Comment by purpleflashing 4 days ago
Thank you for sharing!
Comment by ElFitz 3 days ago
Yeah. And also resurface relevant old notes, ideas, and web clippings I have forgotten. Two recent example[^0][^1].
> it could be an interesting synthesis/writing exercise to try to connect concepts that are far removed in your own mental model.
As well as different takes on or applications for those concepts, same for sources.
Comment by v_ignatyev 4 days ago
Suppose you've been collecting thousands of notes from meetings, feedback from colleagues or code-reviews, "insights" and tips from you wife over the years. Aren't you curious what this KB contains and how it has evolved over time?
So, shortly it is a debug tool for your second brain.
Comment by purpleflashing 4 days ago
Can you give a more specific example of what you have found in this data? I already know what KB contains and how it evolved — I was the one who put things into it, after all.

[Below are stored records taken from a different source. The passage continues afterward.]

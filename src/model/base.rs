//! ReactionModel: the canonical, ID-addressed store.
//!
//! This module contains the store itself, its loading/validation from the nested mapping
//! shape, its serialization back to that shape, and the read-only derivations (parameter
//! names, modifiers, graph regeneration) the engines and collaborators rely on.

use crate::{
    expression::{parameters_in, species_in},
    model::graph::{EdgeRole, GraphEdge, GraphNode, GraphPayload, NodeClass, ReactionGraph},
    nodekey::{lowest_free_id, EntityId, NodeId, NodeMapping},
    properties::{EntityKind, Parameter, Reaction, Species},
    simulation::SimulationConfig,
    MolybdenumError,
};
use indexmap::{IndexMap, IndexSet};
use serde::{de::DeserializeOwned, Serialize};
use serde_json::{Map, Value};
use std::{
    collections::{BTreeMap, BTreeSet},
    fmt,
    str::FromStr,
};

const NODE_TO_ID: &str = "node_to_id";
const SIM_PARAMS: &str = "sim_params";

/// One editing session's reaction network.
///
/// Species, reactions and parameters are keyed by internal id and keep their insertion
/// order, which is also the order of the serialized mapping.
#[derive(Debug, Clone, Default, PartialEq, Serialize)]
pub struct ReactionModel {
    pub(crate) species: IndexMap<EntityId, Species>,
    pub(crate) reactions: IndexMap<EntityId, Reaction>,
    pub(crate) params: IndexMap<EntityId, Parameter>,
    pub(crate) node_to_id: NodeMapping,
    pub(crate) sim_params: SimulationConfig,
}

impl fmt::Display for ReactionModel {
    fn fmt(&self, f: &mut fmt::Formatter<'_>) -> fmt::Result {
        write!(
            f,
            "ReactionModel({} species, {} reactions, {} params)",
            self.species.len(),
            self.reactions.len(),
            self.params.len()
        )
    }
}

impl FromStr for ReactionModel {
    type Err = MolybdenumError;

    fn from_str(s: &str) -> Result<Self, Self::Err> {
        ReactionModel::from_json(s)
    }
}

fn json_kind(value: &Value) -> &'static str {
    match value {
        Value::Null => "null",
        Value::Bool(_) => "a boolean",
        Value::Number(_) => "a number",
        Value::String(_) => "a string",
        Value::Array(_) => "a list",
        Value::Object(_) => "a mapping",
    }
}

fn collection<T: DeserializeOwned>(
    mapping: &Map<String, Value>,
    kind: EntityKind,
) -> Result<IndexMap<EntityId, T>, MolybdenumError> {
    let key = kind.collection();
    let value = mapping.get(key).ok_or_else(|| {
        MolybdenumError::Validation(format!("Model must have a \"{key}\" key"))
    })?;
    let records = value.as_object().ok_or_else(|| {
        MolybdenumError::Validation(format!(
            "Model must have a \"{key}\" key with a mapping value, but got {}",
            json_kind(value)
        ))
    })?;
    records
        .iter()
        .map(|(id, record)| {
            serde_json::from_value::<T>(record.clone())
                .map(|parsed| (EntityId::from(id.as_str()), parsed))
                .map_err(|e| {
                    MolybdenumError::Validation(format!("Invalid {kind} \"{id}\" in \"{key}\": {e}"))
                })
        })
        .collect()
}

fn parse_node_mapping(value: &Value) -> Result<NodeMapping, MolybdenumError> {
    let entries = value.as_object().ok_or_else(|| {
        MolybdenumError::Validation(format!(
            "\"{NODE_TO_ID}\" must be a mapping, but got {}",
            json_kind(value)
        ))
    })?;
    let mut pairs = Vec::with_capacity(entries.len());
    for (node, id) in entries.iter() {
        let node = NodeId::from_str(node)?;
        let id = id.as_str().ok_or_else(|| {
            MolybdenumError::Validation(format!(
                "\"{NODE_TO_ID}\" entry {node} must name an id, but got {}",
                json_kind(id)
            ))
        })?;
        pairs.push((node, EntityId::from(id)));
    }
    NodeMapping::from_pairs(pairs)
}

Just to clarify — I am not being snarky or criticizing your project, I am genuinely curious. I like data visualization.
P.s. Also, as an unrelated tangent, please feel free to ignore it — why did you put a hypothetical wife’s insights into quotation marks?
Comment by v_ignatyev 3 days ago
Last week I changed my job and this KB got quickly saturated with some information about company, contracts, people in company etc. This helped me to start off quickly on the new site, but the downside was that I concerned about what sorts of info had been stored in this KB. This Skill has helped me (along with basically `grep`) to ensure that there is no leakage and work is fully separated from anything else.
I put "wife's insights" into quotation marks, because, honestly, most of things contributed by my wife into this KB were really obvious or boring things which don't empower this KB in any way. She knows what it means ;)
Comment by zby 4 days ago
Comment by v_ignatyev 4 days ago
Anyway, I'm just curious about what contained in my Obsidian and gbrain (mostly the latter one).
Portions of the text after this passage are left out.